Data to examine below:
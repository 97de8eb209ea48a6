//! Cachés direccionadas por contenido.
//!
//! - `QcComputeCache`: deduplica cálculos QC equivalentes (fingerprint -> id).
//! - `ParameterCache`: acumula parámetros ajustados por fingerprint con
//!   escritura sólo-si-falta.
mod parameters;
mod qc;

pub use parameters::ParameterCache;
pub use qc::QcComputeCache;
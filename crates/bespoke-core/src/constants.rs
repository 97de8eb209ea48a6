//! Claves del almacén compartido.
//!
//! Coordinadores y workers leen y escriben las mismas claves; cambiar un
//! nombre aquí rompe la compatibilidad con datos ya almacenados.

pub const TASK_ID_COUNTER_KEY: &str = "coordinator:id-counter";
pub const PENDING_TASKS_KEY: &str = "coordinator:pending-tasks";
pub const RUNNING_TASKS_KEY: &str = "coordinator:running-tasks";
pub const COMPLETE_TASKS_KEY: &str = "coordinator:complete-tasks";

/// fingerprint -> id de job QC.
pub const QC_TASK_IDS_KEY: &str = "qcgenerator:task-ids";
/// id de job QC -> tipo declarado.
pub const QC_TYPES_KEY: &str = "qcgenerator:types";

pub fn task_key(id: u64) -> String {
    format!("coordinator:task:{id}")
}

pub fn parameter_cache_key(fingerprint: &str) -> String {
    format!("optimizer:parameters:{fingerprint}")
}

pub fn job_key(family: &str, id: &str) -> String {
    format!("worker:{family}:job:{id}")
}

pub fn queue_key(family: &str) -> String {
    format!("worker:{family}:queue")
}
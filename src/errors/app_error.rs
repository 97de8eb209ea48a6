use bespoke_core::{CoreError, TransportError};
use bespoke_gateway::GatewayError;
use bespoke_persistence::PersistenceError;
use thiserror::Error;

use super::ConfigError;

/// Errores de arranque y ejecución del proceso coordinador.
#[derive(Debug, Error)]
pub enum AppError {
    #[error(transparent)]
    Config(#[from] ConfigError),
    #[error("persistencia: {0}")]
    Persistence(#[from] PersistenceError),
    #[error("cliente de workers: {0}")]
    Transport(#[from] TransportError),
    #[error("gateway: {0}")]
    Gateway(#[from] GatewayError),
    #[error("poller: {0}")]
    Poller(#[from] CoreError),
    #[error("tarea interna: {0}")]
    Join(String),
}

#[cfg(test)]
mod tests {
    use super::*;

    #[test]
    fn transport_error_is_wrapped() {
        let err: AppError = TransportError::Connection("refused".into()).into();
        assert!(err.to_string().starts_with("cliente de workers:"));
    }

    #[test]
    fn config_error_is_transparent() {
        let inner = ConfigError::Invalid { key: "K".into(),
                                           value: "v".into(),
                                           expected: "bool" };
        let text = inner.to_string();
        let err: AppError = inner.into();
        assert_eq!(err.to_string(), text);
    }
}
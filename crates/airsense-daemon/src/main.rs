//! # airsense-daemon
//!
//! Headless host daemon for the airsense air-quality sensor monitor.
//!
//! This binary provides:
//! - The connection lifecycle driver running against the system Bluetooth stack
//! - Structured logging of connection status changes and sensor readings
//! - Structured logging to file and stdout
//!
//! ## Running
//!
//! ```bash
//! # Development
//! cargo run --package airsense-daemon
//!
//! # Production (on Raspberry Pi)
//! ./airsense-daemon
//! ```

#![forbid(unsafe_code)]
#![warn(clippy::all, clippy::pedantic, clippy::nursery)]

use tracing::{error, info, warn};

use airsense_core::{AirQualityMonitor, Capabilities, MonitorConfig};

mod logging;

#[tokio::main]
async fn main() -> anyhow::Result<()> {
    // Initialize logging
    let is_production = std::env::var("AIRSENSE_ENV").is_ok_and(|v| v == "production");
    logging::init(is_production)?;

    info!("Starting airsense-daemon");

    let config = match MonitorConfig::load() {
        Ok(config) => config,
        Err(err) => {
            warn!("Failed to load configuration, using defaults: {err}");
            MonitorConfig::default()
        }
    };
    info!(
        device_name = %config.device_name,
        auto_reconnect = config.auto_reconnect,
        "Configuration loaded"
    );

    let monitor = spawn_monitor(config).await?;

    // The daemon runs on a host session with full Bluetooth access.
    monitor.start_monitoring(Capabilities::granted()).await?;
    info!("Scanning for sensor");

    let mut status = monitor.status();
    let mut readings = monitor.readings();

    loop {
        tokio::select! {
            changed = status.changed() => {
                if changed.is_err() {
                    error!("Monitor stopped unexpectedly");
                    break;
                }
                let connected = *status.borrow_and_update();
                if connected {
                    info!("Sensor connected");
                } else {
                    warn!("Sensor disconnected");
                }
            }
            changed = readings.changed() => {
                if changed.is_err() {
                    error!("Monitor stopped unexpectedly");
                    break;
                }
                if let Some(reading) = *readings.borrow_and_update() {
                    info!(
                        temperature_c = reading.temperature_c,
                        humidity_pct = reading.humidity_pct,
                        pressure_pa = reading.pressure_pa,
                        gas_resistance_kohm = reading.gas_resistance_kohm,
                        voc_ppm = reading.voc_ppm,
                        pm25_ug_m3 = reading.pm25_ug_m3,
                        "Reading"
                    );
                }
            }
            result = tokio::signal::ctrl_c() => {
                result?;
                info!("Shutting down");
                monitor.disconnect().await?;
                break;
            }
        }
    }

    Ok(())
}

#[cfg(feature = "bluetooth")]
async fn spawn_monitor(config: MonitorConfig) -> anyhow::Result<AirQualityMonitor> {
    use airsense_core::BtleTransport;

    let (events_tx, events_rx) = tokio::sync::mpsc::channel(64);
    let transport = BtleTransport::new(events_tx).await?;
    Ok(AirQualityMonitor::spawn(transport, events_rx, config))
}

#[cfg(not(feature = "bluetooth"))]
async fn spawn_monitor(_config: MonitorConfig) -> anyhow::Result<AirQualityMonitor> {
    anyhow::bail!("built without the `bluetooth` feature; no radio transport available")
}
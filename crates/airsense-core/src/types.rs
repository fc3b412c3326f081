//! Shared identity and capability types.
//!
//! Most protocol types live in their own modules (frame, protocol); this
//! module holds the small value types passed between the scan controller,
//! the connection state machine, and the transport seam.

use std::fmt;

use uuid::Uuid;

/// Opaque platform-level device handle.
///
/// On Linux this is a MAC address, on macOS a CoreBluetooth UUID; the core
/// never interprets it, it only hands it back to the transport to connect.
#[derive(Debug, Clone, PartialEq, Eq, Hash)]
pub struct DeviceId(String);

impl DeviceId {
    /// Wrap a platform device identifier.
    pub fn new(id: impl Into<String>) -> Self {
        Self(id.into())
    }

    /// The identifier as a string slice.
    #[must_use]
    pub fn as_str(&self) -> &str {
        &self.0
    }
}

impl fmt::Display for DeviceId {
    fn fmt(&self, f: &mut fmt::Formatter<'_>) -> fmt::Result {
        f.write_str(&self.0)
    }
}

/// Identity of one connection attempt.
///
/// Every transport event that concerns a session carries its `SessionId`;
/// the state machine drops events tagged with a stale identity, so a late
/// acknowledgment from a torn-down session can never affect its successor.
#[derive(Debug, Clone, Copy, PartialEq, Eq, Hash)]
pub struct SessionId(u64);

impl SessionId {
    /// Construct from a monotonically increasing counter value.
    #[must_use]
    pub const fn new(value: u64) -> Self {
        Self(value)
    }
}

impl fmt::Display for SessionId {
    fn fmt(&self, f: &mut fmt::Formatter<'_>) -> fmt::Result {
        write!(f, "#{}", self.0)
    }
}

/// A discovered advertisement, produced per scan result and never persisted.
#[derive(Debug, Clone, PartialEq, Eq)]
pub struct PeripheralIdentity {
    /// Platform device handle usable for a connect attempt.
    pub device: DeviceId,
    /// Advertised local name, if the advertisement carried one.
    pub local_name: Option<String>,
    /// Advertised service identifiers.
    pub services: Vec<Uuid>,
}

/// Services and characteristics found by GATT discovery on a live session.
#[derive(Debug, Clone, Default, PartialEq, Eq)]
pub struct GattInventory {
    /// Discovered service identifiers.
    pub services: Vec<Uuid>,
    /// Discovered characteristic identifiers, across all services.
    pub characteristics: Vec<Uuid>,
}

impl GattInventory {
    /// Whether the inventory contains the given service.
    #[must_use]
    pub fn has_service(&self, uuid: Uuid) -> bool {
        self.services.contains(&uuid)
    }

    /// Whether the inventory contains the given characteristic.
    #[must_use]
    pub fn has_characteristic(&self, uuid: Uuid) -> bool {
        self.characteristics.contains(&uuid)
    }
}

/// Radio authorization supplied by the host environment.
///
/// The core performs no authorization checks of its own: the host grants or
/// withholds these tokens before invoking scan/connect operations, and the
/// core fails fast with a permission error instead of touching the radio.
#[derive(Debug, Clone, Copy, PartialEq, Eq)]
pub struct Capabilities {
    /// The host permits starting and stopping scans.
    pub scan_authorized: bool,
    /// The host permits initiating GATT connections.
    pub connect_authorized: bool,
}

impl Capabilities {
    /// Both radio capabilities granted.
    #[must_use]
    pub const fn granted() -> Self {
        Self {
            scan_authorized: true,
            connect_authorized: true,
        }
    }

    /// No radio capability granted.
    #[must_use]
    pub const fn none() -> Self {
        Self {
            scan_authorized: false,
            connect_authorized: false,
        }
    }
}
End of Data to examine.
When you reach the line that contains "pub use qc::QcComputeCache;", stop; output it and every line before it from the start of the data, exactly as written.

**Completed task**
repository 97de8eb209ea48a6
//! Cachés direccionadas por contenido.
//!
//! - `QcComputeCache`: deduplica cálculos QC equivalentes (fingerprint -> id).
//! - `ParameterCache`: acumula parámetros ajustados por fingerprint con
//!   escritura sólo-si-falta.
mod parameters;
mod qc;

pub use parameters::ParameterCache;
pub use qc::QcComputeCache;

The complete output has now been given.